In case you’ve been hiding in a meat-free bubble over the past month, a perfect storm of mainstream media coverage, social media, and consumer outrage has exposed a particularly distasteful component in America’s ground beef supply.
Pink slime began as the brainchild of Eldon Roth, the head of a company called Beef Products, Inc. Roth took one look at fatty waste trimmings being relegated to dog food and saw potential for more. After several years of experimentation followed by concerted arm twisting of federal regulators, Roth had the solution: a high-tech process of heating, centrifuging, and ammonia treatment, needed to deal with pesky bugs like E. coli and salmonella. The result is what industry euphemistically calls lean finely textured beef, what a former US Department of Agriculture whistleblower coined pink slime, and what I call cheap filler.
The reason the meat industry was happy to incorporate this newfangled substance into its ground beef is simple: to save money by extending supply. It wasn’t for sustainability to use the whole animal, or as a safety measure, or to make beef leaner, to name a few altruistic excuses the meat lobby has been tossing around lately. Pink slime has a singular purpose: to increase profits.
According to meatingplace.com, the economic fall-out over pink slime “is costing packers as much as $40 per head, pushing already negative margins to a loss of nearly $100 per head.” Translation: the meat industry is losing money. No wonder they are so freaked out by the consumer backlash.
This also explains why Beef Products and its powerful allies have been cashing in its political chips in a desperate attempt to resuscitate the product. An impressive array of state governors and federal government officials has come to the defense of pink slime. Instead of taking the side of consumers who’d rather not eat the questionable filler (what happened to the free market?), Iowa Gov. Terry Branstad is calling for a congressional hearing into the “smear campaign” that led to the public outcry. Classic misdirect known as shooting the messenger. (I am sure Eldon Roth’s campaign donations to the governor—to the tune of $152,000 in 2010 alone—are just a coincidence.) On Tuesday, a press event in Iowa hosted by Branstad was met with opposition from family farmers.
The meat industry and its political puppets are pulling out all the stops not only because of the economic threat of this particular outcry.
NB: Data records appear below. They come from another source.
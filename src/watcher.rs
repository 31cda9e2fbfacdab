//! The polling loop: one cycle fetches every configured location, runs both
//! detectors against the shared history store and renders a line per city.
//!
//! Locations are polled sequentially, so detector invocations for a given
//! location are always ordered against each other and the history store
//! needs no locking.

use std::time::Duration;

use anyhow::Result;
use chrono::Utc;
use wxwatch_core::{
    ChangeDetector, Config, HistoryStore, LocationConfig, Notifier, ReadingKind,
};
use wxwatch_sources::{MesonetClient, NwsClient};

use crate::display;

pub struct Watcher {
    config: Config,
    mesonet: MesonetClient,
    nws: NwsClient,
    live_detector: ChangeDetector,
    climate_detector: ChangeDetector,
    history: HistoryStore,
    notifier: Box<dyn Notifier>,
}

impl Watcher {
    pub fn new(config: Config, notifier: Box<dyn Notifier>) -> Result<Self> {
        let mesonet = MesonetClient::new()?;
        let nws = NwsClient::new()?;
        let live_detector = ChangeDetector::new("ASOS", config.live_detector.detector_config());
        let climate_detector = ChangeDetector::new(
            "Climate Report",
            config.climate_detector.detector_config(),
        );

        Ok(Self {
            config,
            mesonet,
            nws,
            live_detector,
            climate_detector,
            history: HistoryStore::new(),
            notifier,
        })
    }

    pub fn poll_interval(&self) -> Duration {
        Duration::from_secs(self.config.poll_seconds)
    }

    pub fn location_count(&self) -> usize {
        self.config.locations.len()
    }

    /// Fetch, evaluate and render every configured location once.
    pub async fn run_cycle(&mut self) {
        display::clear_screen();
        println!("{}", display::cycle_header(Utc::now()));

        let locations = self.config.locations.clone();
        for (index, location) in locations.iter().enumerate() {
            self.observe(index, location).await;
        }

        println!();
        println!("{}", display::cycle_footer(self.config.poll_seconds));
    }

    async fn observe(&mut self, index: usize, location: &LocationConfig) {
        let local_now = Utc::now().with_timezone(&location.tz());
        let local_time = local_now.format("%Y-%m-%d %I:%M %p").to_string();

        let live = self
            .mesonet
            .live_max(&location.network, &location.station, local_now.date_naive())
            .await;
        let report = self
            .nws
            .latest_max(&location.nws_site, &location.nws_issued_by)
            .await;
        let climate_value = report.as_ref().map(|r| f64::from(r.max_temp_f));

        let entry = self.history.entry_mut(&location.name, ReadingKind::Climate);
        let climate_rise = self.climate_detector.evaluate(
            &location.name,
            climate_value,
            entry,
            self.notifier.as_ref(),
            Utc::now(),
        );

        let entry = self.history.entry_mut(&location.name, ReadingKind::Live);
        let live_rise = self.live_detector.evaluate(
            &location.name,
            live,
            entry,
            self.notifier.as_ref(),
            Utc::now(),
        );

        println!(
            "{}",
            display::location_line(
                index,
                &location.name,
                &local_time,
                live,
                report.as_ref(),
                live_rise,
                climate_rise,
                self.config.hot_threshold,
            )
        );
    }
}
//! Core of the wxwatch temperature watcher.
//!
//! Holds the configuration model, the per-location reading history, the
//! temperature-rise detector and the notification seam. All I/O (HTTP
//! fetching, desktop notification dispatch, console rendering) lives in the
//! sibling crates and the binary.

pub mod config;
pub mod detector;
pub mod history;
pub mod notify;

pub use config::{Config, DetectorSettings, LocationConfig, ValidationResult};
pub use detector::{ChangeDetector, DetectorConfig, Rise};
pub use history::{HistoryEntry, HistoryStore, ReadingKind};
pub use notify::Notifier;

use anyhow::Result;

/// Initialize logging for the application.
pub fn init() -> Result<()> {
    tracing_subscriber::fmt()
        .with_env_filter(
            tracing_subscriber::EnvFilter::try_from_default_env()
                .unwrap_or_else(|_| tracing_subscriber::EnvFilter::new("info")),
        )
        .init();

    tracing::debug!("wxwatch core initialized");
    Ok(())
}
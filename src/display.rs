//! Console rendering for the polling loop.
//!
//! Advisory display only; the line format mirrors what a human watches in
//! a terminal and is not meant to be machine-parsed.

use std::io::stdout;

use chrono::{DateTime, Utc};
use crossterm::cursor::MoveTo;
use crossterm::execute;
use crossterm::style::{Color, Stylize};
use crossterm::terminal::{Clear, ClearType};
use wxwatch_core::Rise;
use wxwatch_sources::ClimateReport;

/// Per-city line colors, cycled in config order.
const CITY_COLORS: [Color; 7] = [
    Color::Red,
    Color::Green,
    Color::Blue,
    Color::Yellow,
    Color::Cyan,
    Color::Magenta,
    Color::White,
];

/// Wipe the screen between cycles. Best effort; a terminal that rejects
/// the control sequences is not fatal.
pub fn clear_screen() {
    let _ = execute!(stdout(), Clear(ClearType::All), MoveTo(0, 0));
}

pub fn cycle_header(now: DateTime<Utc>) -> String {
    format!("Fetching data at {} UTC", now.format("%Y-%m-%d %H:%M:%S"))
        .bold()
        .to_string()
}

pub fn cycle_footer(poll_seconds: u64) -> String {
    format!("Updating in {poll_seconds} seconds...")
        .bold()
        .to_string()
}

/// Annotation shown next to the live value after a recent rise.
pub fn live_annotation(rise: Rise) -> String {
    format!(
        "(^ from {}\u{b0}F in last {} minutes)",
        rise.from, rise.elapsed_minutes
    )
}

/// Annotation shown next to the climate value after a recent rise.
pub fn climate_annotation(rise: Rise) -> String {
    format!(
        "(Climate: ^ from {} in last {} minutes)",
        rise.from, rise.elapsed_minutes
    )
}

/// One console line per location per cycle: name, local time, climate
/// report value and time, live value, plus any rise annotations.
pub fn location_line(
    index: usize,
    name: &str,
    local_time: &str,
    live: Option<f64>,
    report: Option<&ClimateReport>,
    live_rise: Option<Rise>,
    climate_rise: Option<Rise>,
    hot_threshold: f64,
) -> String {
    let city_color = CITY_COLORS[index % CITY_COLORS.len()];
    let temp_color = match live {
        Some(t) if t > hot_threshold => Color::Red,
        _ => Color::Cyan,
    };

    let climate_text = match report {
        Some(r) => match &r.max_time {
            Some(time) => format!("Climate Report Max Temp: {} ({})", r.max_temp_f, time),
            None => format!("Climate Report Max Temp: {}", r.max_temp_f),
        },
        None => "Climate Report Max Temp: n/a".to_string(),
    };

    let live_text = match live {
        Some(t) => format!("ASOS Current Max Temp: {t}"),
        None => "ASOS Current Max Temp: n/a".to_string(),
    };

    format!(
        "{} {} {} / {} {}",
        format!("{name} (Local Time: {local_time}):").with(city_color),
        climate_text.with(temp_color),
        climate_rise.map(climate_annotation).unwrap_or_default(),
        live_text.with(temp_color),
        live_rise.map(live_annotation).unwrap_or_default(),
    )
}

#[cfg(test)]
mod tests {
    use super::*;

    fn rise(from: f64, minutes: i64) -> Rise {
        Rise {
            from,
            elapsed_minutes: minutes,
            notified: false,
        }
    }

    #[test]
    fn test_live_annotation_format() {
        assert_eq!(
            live_annotation(rise(74.0, 2)),
            "(^ from 74\u{b0}F in last 2 minutes)"
        );
    }

    #[test]
    fn test_climate_annotation_format() {
        assert_eq!(
            climate_annotation(rise(74.0, 3)),
            "(Climate: ^ from 74 in last 3 minutes)"
        );
    }

    #[test]
    fn test_location_line_carries_values() {
        let report = ClimateReport {
            max_temp_f: 74,
            max_time: Some("7:36 AM".to_string()),
        };
        let line = location_line(
            0,
            "Austin, TX",
            "2024-12-05 12:00 PM",
            Some(75.5),
            Some(&report),
            Some(rise(74.0, 2)),
            None,
            80.0,
        );

        assert!(line.contains("Austin, TX"));
        assert!(line.contains("74 (7:36 AM)"));
        assert!(line.contains("75.5"));
        assert!(line.contains("in last 2 minutes"));
    }

    #[test]
    fn test_location_line_with_everything_absent() {
        let line = location_line(3, "Denver, CO", "2024-12-05 11:00 AM", None, None, None, None, 80.0);

        assert!(line.contains("Climate Report Max Temp: n/a"));
        assert!(line.contains("ASOS Current Max Temp: n/a"));
    }
}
What’s at stake in the long term is far, far greater. From video exposés of animal abuses, to major fast food chains bowing to public pressure on animal treatment, to increasing popularity of campaigns like Meatless Mondays, the awakening of the American consciousness to the grim realities of meat production, with a turn toward healthier and more sustainable alternatives, can only continue.
Meanwhile, many questions remain regarding pink slime. I highly recommend reading the 2009 New York Times story by Michael Moss, which raises important safety questions that don’t appear to be resolved. For example, how did the ammoniating process win approval from the USDA in the first place, and why is the product still allowed in school lunches?
Of course, pink slime is just part of a bigger problem. What other ways is ground beef processed that the industry rather you not know about? Why is meat so susceptible to contamination that we have to clean it up with chemicals? What other additives are we eating that don’t have to be labeled? (Here’s a long and scary list from the USDA for starters.) Aren’t there saner alternatives to this system?
These are just some of the questions we (especially the media) should all be asking. With our political system broken, people are directing their anger directly at those responsible for feeding us. The public outrage sparked by pink slime should force more transparency. If we let this moment pass, the meat industry will just go back to business as usual. But we can’t let that happen.